Before entering Wave Hill’s Glyndor Gallery, visitors are greeted by a monumental figure nestled among the trees in a clearing outside the building: Host, a sculpture by Esteban Cabeza de Baca and Heidi Howard. It is cast bronze, yet has an earthen quality, and one can imagine it sprang forth from the ground. Working with Wave Hill Director of Horticulture Cathy Deutsch and gardener Christopher Bivens, the artists filled cavernous voids in the sculpture with plants native to the region. An important aspect of this work is to acknowledge indigenous histories of this area. Cabeza de Baca, who’s of Native American and Mexican ancestry, conflates scenic paintings with abstract mark-making, portraying the land itself as kin or ancestor, influenced by Indigenous views and cultural ways of knowing. 

“Night Pond” (2023) by Heidi Howard. Acrylic and indigo on canvas. Image courtesy of the artist and Garth Greenan Gallery. Photo: Charles Benton
 

The show feels centered on the lush horticulture of Wave Hill, especially its Aquatic Garden, where the artists spent substantial time making observational studies beginning in 2022. An ecological sensitivity permeates the exhibition, manifesting through the use of naturally sourced pigments from indigo plants, which produce deep blues, and cochineal insects, which produce bright reds. “Everything in life is a collaboration, whether we acknowledge it or not, and the same is true with plants, animals and minerals. Heidi and I have our own approaches to art making but have overlapping concerns for the environment,” says Cabeza de Baca. “We hope viewers nurture their curiosity around truthful retelling of history as well as caretaking of the land.” 
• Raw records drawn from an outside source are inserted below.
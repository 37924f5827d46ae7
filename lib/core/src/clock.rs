//! Injectable sources of time and uniqueness.
//!
//! Editing operations never read the wall clock or a random source directly;
//! they receive a [`Clock`] and an [`IdGenerator`] so that callers (and tests)
//! control the timestamps and ids stamped onto new steps.

use chrono::{DateTime, Utc};
use std::sync::atomic::{AtomicU64, Ordering};
use ulid::Ulid;

/// A source of the current time.
pub trait Clock: Send + Sync {
    /// Returns the current instant.
    fn now(&self) -> DateTime<Utc>;

    /// Returns the current instant as epoch milliseconds, the persisted unit.
    fn now_millis(&self) -> i64 {
        self.now().timestamp_millis()
    }
}

/// Wall-clock time.
#[derive(Debug, Clone, Copy, Default)]
pub struct SystemClock;

impl Clock for SystemClock {
    fn now(&self) -> DateTime<Utc> {
        Utc::now()
    }
}

/// A clock frozen at a single instant.
#[derive(Debug, Clone, Copy, PartialEq, Eq)]
pub struct FixedClock(DateTime<Utc>);

impl FixedClock {
    /// Creates a clock that always reports `instant`.
    #[must_use]
    pub const fn new(instant: DateTime<Utc>) -> Self {
        Self(instant)
    }

    /// Creates a clock from epoch milliseconds; out-of-range values clamp to the epoch.
    #[must_use]
    pub fn from_millis(millis: i64) -> Self {
        Self(DateTime::from_timestamp_millis(millis).unwrap_or_default())
    }
}

impl Clock for FixedClock {
    fn now(&self) -> DateTime<Utc> {
        self.0
    }
}

/// A source of unique id suffixes.
pub trait IdGenerator: Send + Sync {
    /// Returns a fresh unique suffix.
    fn next_id(&self) -> String;
}

/// Generates lowercase ULIDs.
#[derive(Debug, Clone, Copy, Default)]
pub struct UlidGenerator;

impl IdGenerator for UlidGenerator {
    fn next_id(&self) -> String {
        Ulid::new().to_string().to_lowercase()
    }
}

/// Generates zero-padded sequence numbers starting at `0001`.
#[derive(Debug, Default)]
pub struct SequentialIdGenerator {
    issued: AtomicU64,
}

impl SequentialIdGenerator {
    /// Creates a generator whose first id is `0001`.
    #[must_use]
    pub fn new() -> Self {
        Self::default()
    }
}

impl IdGenerator for SequentialIdGenerator {
    fn next_id(&self) -> String {
        let n = self.issued.fetch_add(1, Ordering::Relaxed) + 1;
        format!("{n:04}")
    }
}

#[cfg(test)]
mod tests {
    use super::*;

    #[test]
    fn fixed_clock_reports_millis() {
        let clock = FixedClock::from_millis(1_700_000_000_000);
        assert_eq!(clock.now_millis(), 1_700_000_000_000);
        assert_eq!(clock.now(), clock.now());
    }

    #[test]
    fn sequential_ids_increment() {
        let ids = SequentialIdGenerator::new();
        assert_eq!(ids.next_id(), "0001");
        assert_eq!(ids.next_id(), "0002");
    }

    #[test]
    fn ulid_ids_are_unique() {
        let ids = UlidGenerator;
        assert_ne!(ids.next_id(), ids.next_id());
    }
}
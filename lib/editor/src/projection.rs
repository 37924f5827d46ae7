//! Projection of a workflow onto a renderable node/edge graph.
//!
//! The workflow is the single source of truth. A [`FlowGraph`] is rebuilt from
//! it after every change and is never edited and written back on its own.

use crate::error::EditError;
use crate::geometry::Point;
use crate::handle::{Handle, source_handle_id, target_handle_id};
use crate::variant::ActionVariant;
use flowcanvas_core::ActionId;
use flowcanvas_workflow::{Action, ActionType, Workflow};
use serde::{Deserialize, Serialize};
use std::collections::HashMap;

/// A rendered step.
#[derive(Debug, Clone, PartialEq, Serialize, Deserialize)]
pub struct VisualNode {
    /// Same as the step id.
    pub id: ActionId,
    #[serde(rename = "type")]
    pub node_type: ActionType,
    /// The step itself.
    pub data: Action,
    /// Layout-owned; projection always places nodes at the origin.
    pub position: Point,
    pub handles: Vec<Handle>,
    pub deletable: bool,
}

impl VisualNode {
    /// Looks up a handle by id.
    #[must_use]
    pub fn handle(&self, handle_id: &str) -> Option<&Handle> {
        self.handles.iter().find(|handle| handle.id == handle_id)
    }
}

/// A rendered connection, one per `next_actions` entry.
#[derive(Debug, Clone, PartialEq, Eq, Serialize, Deserialize)]
#[serde(rename_all = "camelCase")]
pub struct VisualEdge {
    pub id: String,
    pub branch: String,
    pub source: ActionId,
    pub source_handle: String,
    pub target: ActionId,
    pub target_handle: String,
    #[serde(default, skip_serializing_if = "Option::is_none")]
    pub label: Option<String>,
}

impl VisualEdge {
    /// Builds the edge for `source --branch--> target`.
    #[must_use]
    pub fn new(branch: &str, source: &ActionId, target: &ActionId, label: Option<&str>) -> Self {
        Self {
            id: edge_id(branch, source, target),
            branch: branch.to_string(),
            source: source.clone(),
            source_handle: source_handle_id(branch, source),
            target: target.clone(),
            target_handle: target_handle_id(target),
            label: label.map(str::to_string),
        }
    }
}

/// Id of the edge for `source --branch--> target`: `{branch}_{source}->{target}`.
#[must_use]
pub fn edge_id(branch: &str, source: &ActionId, target: &ActionId) -> String {
    format!("{branch}_{source}->{target}")
}

/// The projected graph.
#[derive(Debug, Clone, Default, PartialEq, Serialize, Deserialize)]
pub struct FlowGraph {
    pub nodes: Vec<VisualNode>,
    pub edges: Vec<VisualEdge>,
}

impl FlowGraph {
    #[must_use]
    pub fn node(&self, id: &ActionId) -> Option<&VisualNode> {
        self.nodes.iter().find(|node| &node.id == id)
    }

    #[must_use]
    pub fn edge(&self, edge_id: &str) -> Option<&VisualEdge> {
        self.edges.iter().find(|edge| edge.id == edge_id)
    }

    /// Applies layout positions. Nodes without an entry keep their position.
    #[must_use]
    pub fn with_positions(mut self, positions: &HashMap<ActionId, Point>) -> Self {
        for node in &mut self.nodes {
            if let Some(position) = positions.get(&node.id) {
                node.position = *position;
            }
        }
        self
    }
}

/// Projects `workflow` onto nodes and edges.
///
/// Nodes follow the order of `workflow.actions`; edges follow the same order
/// and, within a step, the persisted order of its `next_actions`.
///
/// # Errors
///
/// Fails if any step has a type without a variant.
pub fn project(workflow: &Workflow) -> Result<FlowGraph, EditError> {
    let mut graph = FlowGraph {
        nodes: Vec::with_capacity(workflow.actions.len()),
        edges: Vec::with_capacity(workflow.connection_count()),
    };

    for action in &workflow.actions {
        let variant = ActionVariant::of(action)?;
        graph.nodes.push(VisualNode {
            id: action.id.clone(),
            node_type: action.action_type.clone(),
            data: action.clone(),
            position: Point::default(),
            handles: variant.handles(action),
            deletable: variant.is_deletable(),
        });

        graph
            .edges
            .extend(action.next_actions.iter().map(|(branch, next)| {
                VisualEdge::new(branch, &action.id, &next.action_id, next.label.as_deref())
            }));
    }

    Ok(graph)
}
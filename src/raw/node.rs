use core::borrow::Borrow;
use core::mem;

use smallvec::SmallVec;

use super::handle::Handle;
use crate::order::Order;

/// Inline capacity of the key and slot vectors. The default order never spills
/// to the heap, even while a node transiently holds `m` keys.
pub(crate) const INLINE_KEYS: usize = 8;

type Keys<K> = SmallVec<[K; INLINE_KEYS]>;
type Children = SmallVec<[Handle; INLINE_KEYS + 1]>;
type Buckets<V> = SmallVec<[Bucket<V>; INLINE_KEYS]>;

/// Values stored under one key, oldest first. Never empty while it is
/// reachable from a leaf.
#[derive(Clone, Debug)]
pub(crate) struct Bucket<V>(SmallVec<[V; 1]>);

impl<V> Bucket<V> {
    pub(crate) fn new(value: V) -> Self {
        let mut values = SmallVec::new();
        values.push(value);
        Self(values)
    }

    pub(crate) fn push(&mut self, value: V) {
        self.0.push(value);
    }

    /// Removes the most recently inserted value.
    pub(crate) fn pop_latest(&mut self) -> Option<V> {
        self.0.pop()
    }

    pub(crate) fn is_empty(&self) -> bool {
        self.0.is_empty()
    }

    pub(crate) fn len(&self) -> usize {
        self.0.len()
    }

    pub(crate) fn as_slice(&self) -> &[V] {
        &self.0
    }

    pub(crate) fn as_mut_slice(&mut self) -> &mut [V] {
        &mut self.0
    }
}

#[allow(clippy::large_enum_variant)]
pub(crate) enum Node<K, V> {
    Internal(InternalNode<K>),
    Leaf(LeafNode<K, V>),
}

// Internal nodes hold separators and `keys.len() + 1` child handles.
// Child `i` holds keys `< keys[i]`; the last child holds keys `>= keys.last()`.
pub(crate) struct InternalNode<K> {
    id: u64,
    parent: Option<Handle>,
    keys: Keys<K>,
    children: Children,
}

// Leaf nodes hold every key exactly once, each with its bucket of values.
pub(crate) struct LeafNode<K, V> {
    id: u64,
    parent: Option<Handle>,
    prev: Option<Handle>,
    next: Option<Handle>,
    keys: Keys<K>,
    buckets: Buckets<V>,
}

/// Outcome of a binary search over a leaf's keys.
pub(crate) enum SearchResult {
    Found(usize),
    /// Insertion point that keeps the keys sorted.
    NotFound(usize),
}
impl<K, V> RawBPlusTree<K, V> {
    /// Creates a tree holding a single empty root leaf.
    pub(crate) fn new(order: Order) -> Self {
        let mut nodes = Arena::new();
        let root = nodes.alloc(Node::Leaf(LeafNode::new(1)));
        Self {
            nodes,
            root,
            order,
            len: 0,
            key_count: 0,
            next_id: 2,
        }
    }

    fn next_id(&mut self) -> u64 {
        let id = self.next_id;
        self.next_id += 1;
        id
    }

    pub(crate) const fn order(&self) -> Order {
        self.order
    }

    /// Returns the number of stored values.
    pub(crate) const fn len(&self) -> usize {
        self.len
    }

    /// Returns the number of distinct keys.
    pub(crate) const fn key_count(&self) -> usize {
        self.key_count
    }

    /// Drops every node and starts over with an empty root leaf. Node ids
    /// keep counting up.
    pub(crate) fn clear(&mut self) {
        self.nodes.clear();
        let id = self.next_id();
        self.root = self.nodes.alloc(Node::Leaf(LeafNode::new(id)));
        self.len = 0;
        self.key_count = 0;
    }

    pub(crate) const fn root(&self) -> Handle {
        self.root
    }

    /// Returns a reference to a node by handle.
    pub(crate) fn node(&self, handle: Handle) -> &Node<K, V> {
        self.nodes.get(handle)
    }

    /// Number of live nodes.
    pub(crate) fn node_count(&self) -> usize {
        self.nodes.len()
    }

    /// Number of levels, counting the leaf level.
    pub(crate) fn height(&self) -> usize {
        let mut height = 1;
        let mut current = self.root;
        while let Node::Internal(internal) = self.nodes.get(current) {
            current = internal.child(0);
            height += 1;
        }
        height
    }

    /// Follows first-child pointers down from the root.
    pub(crate) fn leftmost_leaf(&self) -> Handle {
        let mut current = self.root;
        while let Node::Internal(internal) = self.nodes.get(current) {
            current = internal.child(0);
        }
        current
    }

    /// Follows last-child pointers down from the root.
    pub(crate) fn rightmost_leaf(&self) -> Handle {
        let mut current = self.root;
        while let Node::Internal(internal) = self.nodes.get(current) {
            current = internal.child(internal.child_count() - 1);
        }
        current
    }

    /// Walks the leaf chain and hands every value to `f`, in scan order.
    pub(crate) fn for_each_value_mut<F>(&mut self, mut f: F)
    where
        F: FnMut(&K, &mut V),
    {
        let mut current = Some(self.leftmost_leaf());
        while let Some(handle) = current {
            let leaf = self.nodes.get_mut(handle).as_leaf_mut();
            for (key, bucket) in leaf.entries_mut() {
                for value in bucket.as_mut_slice() {
                    f(key, value);
                }
            }
            current = leaf.next();
        }
    }

    /// Position of `child` in `parent`'s child list.
    fn child_index(&self, parent: Handle, child: Handle) -> usize {
        match self.nodes.get(parent).as_internal().position_of(child) {
            Some(index) => index,
            None => panic!("node {child:?} is not a child of its parent {parent:?}"),
        }
    }

    /// Points every child of `handle` back at it.
    fn reparent_children(&mut self, handle: Handle) {
        for i in 0..self.nodes.get(handle).as_internal().child_count() {
            let child = self.nodes.get(handle).as_internal().child(i);
            self.nodes.get_mut(child).set_parent(Some(handle));
        }
    }

    /// Replaces a key-less internal root by its only child.
    fn collapse_root(&mut self) {
        while let Some(child) = match self.nodes.get(self.root) {
            Node::Internal(root) => root.sole_child(),
            Node::Leaf(_) => None,
        } {
            trace!(old_root = ?self.root, new_root = ?child, "collapsing root");
            self.nodes.free(self.root);
            self.nodes.get_mut(child).set_parent(None);
            self.root = child;
        }
    }
}
//! [`RecordIndex`]: a [`BPlusTree`] of record offsets kept in sync with a
//! record file and its on-disk index.

use std::path::{Path, PathBuf};

use tracing::{debug, info, warn};

use crate::bplus_tree::BPlusTree;
use crate::error::{IndexError, Result};
use crate::graph::{Dot, LevelDump};
use crate::index_file;
use crate::order::Order;
use crate::record_store::{self, Record, RecordStore};

/// Totals from [`RecordIndex::create`].
#[derive(Debug, Clone, Copy, PartialEq, Eq)]
pub struct CreateReport {
    pub records_read: usize,
    pub pairs_written: usize,
}

/// Result of [`RecordIndex::insert`].
#[derive(Debug, Clone, Copy, PartialEq, Eq)]
pub enum InsertOutcome {
    /// The record was appended at `offset`.
    Inserted { offset: u64 },
    /// The key is already indexed; nothing was written.
    AlreadyExists,
}

/// Text renderings returned by [`RecordIndex::graph`].
#[derive(Debug, Clone, PartialEq, Eq)]
pub struct GraphText {
    /// One line per node, breadth first.
    pub levels: String,
    /// Graphviz source.
    pub dot: String,
}

/// A secondary index from record keys to byte offsets in a record file.
///
/// The tree is rebuilt from the index file on [`open`](Self::open) and the
/// index file is rewritten in full after every change.
#[derive(Debug)]
pub struct RecordIndex {
    tree: BPlusTree<u64, u64>,
    index_path: PathBuf,
    source_name: String,
    store: RecordStore,
}

impl RecordIndex {
    /// Builds an index over every record in `input` and writes it to `index`.
    ///
    /// # Errors
    ///
    /// Returns [`IndexError::PathMismatch`] if the two files are in different
    /// directories, a header error if the input file name cannot be stored, a
    /// record error for a malformed line, or [`IndexError::Io`].
    pub fn create(input: &Path, index: &Path, order: Order) -> Result<(Self, CreateReport)> {
        if input.parent() != index.parent() {
            return Err(IndexError::PathMismatch {
                record: input.to_path_buf(),
                index: index.to_path_buf(),
            });
        }
        let source_name = Self::source_name(input)?;
        index_file::check_source_name(&source_name)?;

        let store = RecordStore::new(input);
        let records = store.scan()?;
        let mut tree = BPlusTree::new(order);
        for record in &records {
            tree.insert(record.key, record.offset);
        }

        let this = Self {
            tree,
            index_path: index.to_path_buf(),
            source_name,
            store,
        };
        let pairs_written = this.save()?;
        let report = CreateReport {
            records_read: records.len(),
            pairs_written,
        };

        info!(
            input = %input.display(),
            index = %index.display(),
            records_read = report.records_read,
            pairs_written = report.pairs_written,
            "index created"
        );
        Ok((this, report))
    }

    /// Loads an index file and rebuilds its tree.
    ///
    /// A missing record file is logged, not returned: the index itself is
    /// still readable.
    ///
    /// # Errors
    ///
    /// Returns [`IndexError::CorruptIndex`] or [`IndexError::Io`].
    pub fn open(index: &Path, order: Order) -> Result<Self> {
        let contents = index_file::read(index)?;
        let record_path = index.parent().unwrap_or_else(|| Path::new("")).join(&contents.source_name);
        let store = RecordStore::new(record_path);
        if !store.exists() {
            warn!(record_file = %store.path().display(), "index refers to a missing record file");
        }

        let mut tree = BPlusTree::new(order);
        for &(key, offset) in &contents.entries {
            tree.insert(key, offset);
        }
        debug!(
            index = %index.display(),
            keys = tree.key_count(),
            values = tree.len(),
            height = tree.height(),
            "rebuilt tree"
        );

        Ok(Self {
            tree,
            index_path: index.to_path_buf(),
            source_name: contents.source_name,
            store,
        })
    }

    #[must_use]
    pub fn tree(&self) -> &BPlusTree<u64, u64> {
        &self.tree
    }

    #[must_use]
    pub fn index_path(&self) -> &Path {
        &self.index_path
    }

    #[must_use]
    pub fn record_path(&self) -> &Path {
        self.store.path()
    }

    /// Every record stored under `key`, oldest first.
    ///
    /// # Errors
    ///
    /// Returns [`IndexError::NoRecordAt`] if an indexed offset no longer
    /// points at a record, or [`IndexError::Io`].
    pub fn find(&self, key: u64) -> Result<Option<Vec<Record>>> {
        let Some(offsets) = self.tree.retrieve(&key) else {
            return Ok(None);
        };
        let records = offsets.iter().map(|&offset| self.store.read_at(offset)).collect::<Result<Vec<_>>>()?;
        Ok(Some(records))
    }

    /// Appends `"<id> <data>"` to the record file and indexes it, unless the
    /// key is already present.
    ///
    /// # Errors
    ///
    /// Returns [`IndexError::InvalidInsert`] or [`IndexError::InvalidKey`] for
    /// bad input, or [`IndexError::Io`].
    pub fn insert(&mut self, input: &str) -> Result<InsertOutcome> {
        let Some((key_text, data)) = record_store::split_record(input) else {
            return Err(IndexError::InvalidInsert { input: input.to_owned() });
        };
        let key = record_store::parse_key(key_text)?;

        if self.tree.contains_key(&key) {
            debug!(key, "insert refused, key exists");
            return Ok(InsertOutcome::AlreadyExists);
        }

        let offset = self.store.append(key, data)?;
        self.tree.insert(key, offset);
        self.save()?;

        info!(key, offset, "record inserted");
        Ok(InsertOutcome::Inserted { offset })
    }

    /// The first `count` records with key `>= key`, in key order and then
    /// insertion order. Fewer are returned when the index runs out.
    ///
    /// # Errors
    ///
    /// Returns [`IndexError::ZeroCount`] if `count` is zero, or a read error.
    pub fn list(&self, key: u64, count: usize) -> Result<Vec<Record>> {
        if count == 0 {
            return Err(IndexError::ZeroCount);
        }
        self.tree
            .iter_from(&key)
            .flat_map(|(_, offsets)| offsets.iter())
            .take(count)
            .map(|&offset| self.store.read_at(offset))
            .collect()
    }

    /// Removes the newest record under `key` from the record file and the
    /// index, and returns it.
    ///
    /// Offsets past the removed line are shifted down in place; the tree is
    /// not rebuilt.
    ///
    /// # Errors
    ///
    /// Returns [`IndexError::NoRecordAt`] if the indexed offset is stale, or
    /// [`IndexError::Io`].
    pub fn delete(&mut self, key: u64) -> Result<Option<Record>> {
        let Some(&offset) = self.tree.retrieve(&key).and_then(<[u64]>::last) else {
            return Ok(None);
        };

        // The tree only changes once the record file has.
        let (record, removed) = self.store.remove_at(offset)?;
        self.tree.remove_latest(&key);
        self.tree.for_each_value_mut(|_, stored| {
            if *stored > offset {
                *stored -= removed;
            }
        });
        self.save()?;

        info!(key, offset, removed, "record deleted");
        Ok(Some(record))
    }

    /// The level dump and Graphviz source of the current tree. The graph is
    /// named after the index file.
    #[must_use]
    pub fn graph(&self) -> GraphText {
        let name = self.index_path.file_stem().and_then(|stem| stem.to_str()).unwrap_or("bplustree");
        GraphText {
            levels: LevelDump::new(&self.tree).to_string(),
            dot: Dot::new(&self.tree, name).to_string(),
        }
    }

    /// Rewrites the index file from the tree.
    fn save(&self) -> Result<usize> {
        let pairs = self.tree.pairs().map(|(&key, &offset)| (key, offset));
        index_file::write(&self.index_path, &self.source_name, pairs)
    }

    fn source_name(input: &Path) -> Result<String> {
        let name = input.file_name().unwrap_or_default();
        name.to_str().map(str::to_owned).ok_or_else(|| IndexError::SourceNameNotAscii {
            name: name.to_string_lossy().into_owned(),
        })
    }
}

#[cfg(test)]
mod tests {
    use std::fs;

    use super::*;
    use pretty_assertions::assert_eq;
    use test_log::test;

    fn setup(records: &str) -> (tempfile::TempDir, PathBuf, PathBuf) {
        let dir = tempfile::tempdir().unwrap();
        let input = dir.path().join("records.txt");
        let index = dir.path().join("records.indx");
        fs::write(&input, records).unwrap();
        (dir, input, index)
    }

    #[test]
    fn create_then_open_round_trips() {
        let (_dir, input, index) = setup("13 November\n0 _\n2 Bravo\n2 Bravo2\n");
        let (created, report) = RecordIndex::create(&input, &index, Order::DEFAULT).unwrap();
        assert_eq!(report, CreateReport { records_read: 4, pairs_written: 4 });

        let opened = RecordIndex::open(&index, Order::DEFAULT).unwrap();
        assert_eq!(opened.record_path(), input);
        let created_pairs: Vec<_> = created.tree().pairs().collect();
        let opened_pairs: Vec<_> = opened.tree().pairs().collect();
        assert_eq!(created_pairs, opened_pairs);

        let bravo: Vec<_> = opened.find(2).unwrap().unwrap().into_iter().map(|r| r.line).collect();
        assert_eq!(bravo, ["2 Bravo", "2 Bravo2"]);
        assert_eq!(opened.find(0).unwrap().unwrap()[0].data(), "_");
        assert!(opened.find(99).unwrap().is_none());
    }

    #[test]
    fn create_requires_shared_directory() {
        let (dir, input, _) = setup("1 a\n");
        let elsewhere = dir.path().join("sub").join("records.indx");
        let err = RecordIndex::create(&input, &elsewhere, Order::DEFAULT).unwrap_err();
        assert!(matches!(err, IndexError::PathMismatch { .. }));
    }

    #[test]
    fn insert_refuses_existing_keys() {
        let (_dir, input, index) = setup("1 Alpha\n");
        let (mut idx, _) = RecordIndex::create(&input, &index, Order::DEFAULT).unwrap();

        assert_eq!(idx.insert("1 Again").unwrap(), InsertOutcome::AlreadyExists);
        let outcome = idx.insert("5 Echo").unwrap();
        assert_eq!(outcome, InsertOutcome::Inserted { offset: 8 });
        assert!(matches!(idx.insert("nope"), Err(IndexError::InvalidInsert { .. })));
        assert!(matches!(idx.insert("x5 Echo"), Err(IndexError::InvalidKey { .. })));

        let reopened = RecordIndex::open(&index, Order::DEFAULT).unwrap();
        assert_eq!(reopened.find(5).unwrap().unwrap()[0].line, "00000000000005 Echo");
    }

    #[test]
    fn list_walks_forward_from_key() {
        let (_dir, input, index) = setup("10 a\n20 b\n30 c\n30 c2\n40 d\n");
        let (idx, _) = RecordIndex::create(&input, &index, Order::new(3).unwrap()).unwrap();

        let keys: Vec<_> = idx.list(25, 3).unwrap().into_iter().map(|r| r.line).collect();
        assert_eq!(keys, ["30 c", "30 c2", "40 d"]);
        assert!(idx.list(41, 5).unwrap().is_empty());
        assert_eq!(idx.list(0, 100).unwrap().len(), 5);
        assert!(matches!(idx.list(0, 0), Err(IndexError::ZeroCount)));
    }

    #[test]
    fn delete_shifts_later_offsets() {
        let (_dir, input, index) = setup("1 Alpha\n2 Bravo\n3 Charlie\n2 Bravo2\n");
        let (mut idx, _) = RecordIndex::create(&input, &index, Order::DEFAULT).unwrap();

        let removed = idx.delete(2).unwrap().unwrap();
        assert_eq!(removed.line, "2 Bravo2");
        let removed = idx.delete(1).unwrap().unwrap();
        assert_eq!(removed.line, "1 Alpha");
        assert!(idx.delete(1).unwrap().is_none());

        assert_eq!(fs::read_to_string(&input).unwrap(), "2 Bravo\n3 Charlie\n");
        let reopened = RecordIndex::open(&index, Order::DEFAULT).unwrap();
        assert_eq!(reopened.find(3).unwrap().unwrap()[0].offset, 8);
        assert_eq!(reopened.find(2).unwrap().unwrap()[0].line, "2 Bravo");
        reopened.tree().validate();
    }

    #[test]
    fn failed_delete_keeps_tree_and_files() {
        let (_dir, input, index) = setup("1 Alpha\n2 Bravo\n");
        let (mut idx, _) = RecordIndex::create(&input, &index, Order::DEFAULT).unwrap();
        let saved = fs::read(&index).unwrap();

        // Offset 8 no longer starts a line.
        fs::write(&input, "1 Alphabet\n2 Bravo\n").unwrap();
        assert!(matches!(idx.delete(2), Err(IndexError::NoRecordAt { offset: 8 })));

        assert_eq!(idx.tree().retrieve(&2), Some(&[8][..]));
        assert_eq!(idx.tree().len(), 2);
        idx.tree().validate();
        assert_eq!(fs::read(&index).unwrap(), saved);
        assert_eq!(fs::read_to_string(&input).unwrap(), "1 Alphabet\n2 Bravo\n");
    }

    #[test]
    fn open_tolerates_missing_record_file() {
        let (_dir, input, index) = setup("1 Alpha\n");
        RecordIndex::create(&input, &index, Order::DEFAULT).unwrap();
        fs::remove_file(&input).unwrap();

        let idx = RecordIndex::open(&index, Order::DEFAULT).unwrap();
        assert_eq!(idx.tree().len(), 1);
        assert!(matches!(idx.find(1), Err(IndexError::Io(_))));
    }

    #[test]
    fn graph_names_dot_after_index() {
        let (_dir, input, index) = setup("1 a\n2 b\n");
        let (idx, _) = RecordIndex::create(&input, &index, Order::DEFAULT).unwrap();
        let graph = idx.graph();
        assert!(graph.dot.starts_with("digraph \"records\" {"));
        assert_eq!(graph.levels.lines().count(), 1);
    }
}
Collaborative paintings by Esteban Cabeza de Baca and Heidi Howard, and Liz Phillip’s “Wave Hill Wavetable.” Image courtesy of the artists and Garth Greenan Gallery. Photo: Charles Benton

Cabeza de Baca’s collaborator Heidi Howard is known for poetic installations and portraits that tend to dispense with binaries like figure and ground, interior and exterior, and seem rather to harness the shared exchanges and insights that took place in the process of working and interacting with live sitters. Howard’s interventions breathe life into parts of the building’s architecture that go beyond the exhibition walls.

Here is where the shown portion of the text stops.